Share your dilemmas and get honest opinions from other Mumsnetters.

To not let in-laws take our DD?

54 replies

Pettyspaghetti · 05/08/2018 11:58

So bit of background, DH and his family have had a huge falling out over the past 18 months. This included death threats from one brother, and his other brother completely disowning his. This is mainly down to MIL shit stirring between DH and his brothers. I’ve pushed DH to start visiting his DM and “death threat” brother, as they are still his family, and I know he wouldn’t be able to live with himself if anything happened to his Mum and they weren’t speaking. Death threat brother has autism, so in the end we took the death threats with a pinch of salt. After the initial threats he pretended as if nothing had happened, and was fairly normal with DH. I do not visit them, but I’m happy for DH and DD to visit to help build a relationship. The relationship between the three of them is a still a bit strained, but it’s improved a lot from what it was 6 months ago.
So, the AIBU.
Death threat brother phoned DH yesterday, asking if he could take our DD (5) to disowning brothers house, which is roughly 50 miles away. DH said no, DD hasn’t seen disowning brother, his wife, and children in over 2 years, so most likely doesn’t even remember them!

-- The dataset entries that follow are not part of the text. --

mod api;
mod state;

use axum::extract::{DefaultBodyLimit, MatchedPath};
use axum::http::Request;
use axum::Router;
use opentelemetry::trace::TracerProvider;
use opentelemetry_appender_tracing::layer::OpenTelemetryTracingBridge;
use opentelemetry_otlp::WithExportConfig;
use opentelemetry_sdk::logs::SdkLoggerProvider;
use opentelemetry_sdk::trace::SdkTracerProvider;
use std::env;
use std::net::{TcpStream, ToSocketAddrs};
use std::sync::Arc;
use std::time::Duration;
use tower_http::cors::CorsLayer;
use tower_http::trace::TraceLayer;
use tracing::Span;
use tracing_subscriber::layer::SubscriberExt;
use tracing_subscriber::util::SubscriberInitExt;
use utoipa_swagger_ui::SwaggerUi;

use souschef_core::MAX_FILE_SIZE;

use crate::state::AppState;

const DEFAULT_PORT: u16 = 8000;

/// Initialize telemetry with optional OpenTelemetry export.
/// If OTEL_EXPORTER_OTLP_ENDPOINT is set and reachable, traces are sent to the collector.
/// Otherwise, only console logging is used.
fn init_telemetry() {
    let fmt_layer = tracing_subscriber::fmt::layer();
    let env_filter = tracing_subscriber::EnvFilter::from_default_env();

    // Check if OTLP endpoint is configured
    let otel_endpoint = env::var("OTEL_EXPORTER_OTLP_ENDPOINT").ok();

    if let Some(endpoint) = otel_endpoint {
        // Parse the endpoint to check if it's reachable
        let host_port = endpoint
            .trim_start_matches("http://")
            .trim_start_matches("https://");

        // Quick TCP check to see if the collector is up (resolve hostname first)
        let is_reachable = host_port
            .to_socket_addrs()
            .ok()
            .and_then(|mut addrs| addrs.next())
            .map(|addr| TcpStream::connect_timeout(&addr, Duration::from_millis(100)).is_ok())
            .unwrap_or(false);

        if is_reachable {
            let service_name =
                env::var("OTEL_SERVICE_NAME").unwrap_or_else(|_| "souschef-server".to_string());

            let resource = opentelemetry_sdk::Resource::builder()
                .with_service_name(service_name.clone())
                .build();

            // Set up trace exporter
            let trace_exporter = opentelemetry_otlp::SpanExporter::builder()
                .with_tonic()
                .with_endpoint(&endpoint)
                .build()
                .expect("Failed to create OTLP trace exporter");

            let trace_provider = SdkTracerProvider::builder()
                .with_batch_exporter(trace_exporter)
                .with_resource(resource.clone())
                .build();

            let tracer = trace_provider.tracer("souschef-server");
            opentelemetry::global::set_tracer_provider(trace_provider);

            let otel_trace_layer = tracing_opentelemetry::layer().with_tracer(tracer);

            // Set up log exporter
            let log_exporter = opentelemetry_otlp::LogExporter::builder()
                .with_tonic()
                .with_endpoint(&endpoint)
                .build()
                .expect("Failed to create OTLP log exporter");

            let log_provider = SdkLoggerProvider::builder()
                .with_batch_exporter(log_exporter)
                .with_resource(resource)
                .build();

            let otel_log_layer = OpenTelemetryTracingBridge::new(&log_provider);

            tracing_subscriber::registry()
                .with(env_filter)
                .with(fmt_layer)
                .with(otel_trace_layer)
                .with(otel_log_layer)
                .init();

            tracing::info!(
                "OpenTelemetry enabled, exporting traces and logs to {} as {}",
                endpoint,
                service_name
            );
        } else {
            tracing_subscriber::registry()
                .with(env_filter)
                .with(fmt_layer)
                .init();

            tracing::info!(
                "OpenTelemetry endpoint {} not reachable, using console logging only",
                endpoint
            );
        }
    } else {
        tracing_subscriber::registry()
            .with(env_filter)
            .with(fmt_layer)
            .init();

        tracing::debug!("OTEL_EXPORTER_OTLP_ENDPOINT not set, using console logging only");
    }
}

async fn shutdown_signal() {
    if let Err(e) = tokio::signal::ctrl_c().await {
        tracing::error!(error = %e, "Failed to install shutdown signal handler");
    }
    tracing::info!("Shutdown signal received");
}

#[tokio::main]
async fn main() {
    // Check for --openapi flag to dump spec and exit
    if env::args().any(|arg| arg == "--openapi") {
        let spec = api::openapi().to_pretty_json().unwrap();
        println!("{}", spec);
        return;
    }

    init_telemetry();

    let state = Arc::new(AppState::from_env());

    let swagger_ui = SwaggerUi::new("/swagger-ui").url("/api-docs/openapi.json", api::openapi());

    let app = Router::new()
        .merge(api::router())
        .merge(swagger_ui)
        .with_state(state)
        .layer(DefaultBodyLimit::max(MAX_FILE_SIZE))
        .layer(CorsLayer::permissive())
        .layer(
            TraceLayer::new_for_http()
                .make_span_with(|request: &Request<_>| {
                    let matched_path = request
                        .extensions()
                        .get::<MatchedPath>()
                        .map(MatchedPath::as_str)
                        .unwrap_or(request.uri().path());

                    // Don't create a span at all for noisy endpoints
                    if matched_path == "/health" {
                        tracing::trace_span!("http_request")
                    } else {
                        tracing::info_span!(
                            "http_request",
                            method = %request.method(),
                            path = %matched_path,
                        )
                    }
                })
                .on_request(|_request: &Request<_>, _span: &Span| {})
                .on_response(
                    |response: &axum::http::Response<_>,
                     latency: std::time::Duration,
                     span: &Span| {
                        // Skip logging for noisy endpoints (trace-level spans)
                        if span.metadata().map(|m| m.level()) == Some(&tracing::Level::TRACE) {
                            return;
                        }
                        let status = response.status().as_u16();
                        if status >= 500 {
                            tracing::error!(
                                status = %status,
                                latency_ms = %latency.as_millis(),
                                "request failed with server error"
                            );
                        } else {
                            tracing::info!(
                                status = %status,
                                latency_ms = %latency.as_millis(),
                                "request completed"
                            );
                        }
                    },
                )
                .on_failure(
                    |error: tower_http::classify::ServerErrorsFailureClass,
                     latency: std::time::Duration,
                     _span: &Span| {
                        tracing::error!(
                            error = %error,
                            latency_ms = %latency.as_millis(),
                            "request failed"
                        );
                    },
                ),
        );

    let port = env::var("SOUSCHEF_PORT")
        .ok()
        .and_then(|v| v.parse().ok())
        .unwrap_or(DEFAULT_PORT);

    let listener = tokio::net::TcpListener::bind(("0.0.0.0", port)).await.unwrap();

    tracing::info!("Server listening on {}", listener.local_addr().unwrap());
    tracing::info!(
        "Swagger UI available at http://localhost:{}/swagger-ui/",
        port
    );
    tracing::info!(
        "OpenAPI spec available at http://localhost:{}/api-docs/openapi.json",
        port
    );

    axum::serve(listener, app)
        .with_graceful_shutdown(shutdown_signal())
        .await
        .unwrap();
}
use thiserror::Error;

use crate::llm::LlmError;

#[derive(Error, Debug)]
pub enum DetectError {
    #[error("Failed to load model: {0}")]
    ModelLoad(String),

    #[error("Inference failed: {0}")]
    Inference(String),
}

#[derive(Error, Debug)]
pub enum GenerateError {
    #[error("LLM request failed: {0}")]
    Llm(#[from] LlmError),

    #[error("No JSON object found in model output")]
    NoJsonObject,

    #[error("Invalid recipe JSON: {0}")]
    InvalidJson(String),
}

DH also said that he’s not confortable with DD being that far away without her mum or dad, and we (mainly DH) have been told that we’re not welcome in their house ever again. This has caused death threat brother to kick off, calling DH spiteful, out of order, and not putting DD first. I know DD would have hated it, and would have missed us! I don’t like the thought of her being that far away without me, just in case anything was to go wrong. She also can’t remember disowning brother, so she would have felt very shy and not herself.
Because of this, it’s caused another huge family drama. Were we BU to not let her go?

OP posts:
SuitedandBooted · 05/08/2018 13:56

I didn’t reply as DH said he would. DH forgot to reply,

I very much doubt he "forgot" - he just wants all this to go away! If he wanted contact, he would have done it.

OP, you can't fix his family, they are what they are. You can't look at them and think, "If only we could do/say the right thing, we would have a normal family dynamic, like mine".

I would NOT be allowing my child to visit alone, and would be looking into moving away.

MusingAboutCruising · 05/08/2018 14:01

They all sound awful.

MissP103 · 05/08/2018 14:04

Op please step back away from this and never try to push yourself or your family into a relationship you have no understanding of.

You come from an amazing family and will never 'grasp' what a toxic family is.

I am LC with my own family due to dynamics similar to this. I can tell you I have distanced myself from people who make you feel guilty or force the 'oh but that's your family' shit onto you.
Look at what you've now done to your husband and dd.

Step back and stop forcing them into a situation because of a situation you dont even understand in the first place .

LIZS · 05/08/2018 14:07

Yanbu. Why does dd need a relationship with someone who does not recognise her family unit as a whole. If dh wants to build bridges he can pave the way for her to meet them again at sone point in the future. Maybe he should stop taking her to see the others for now too.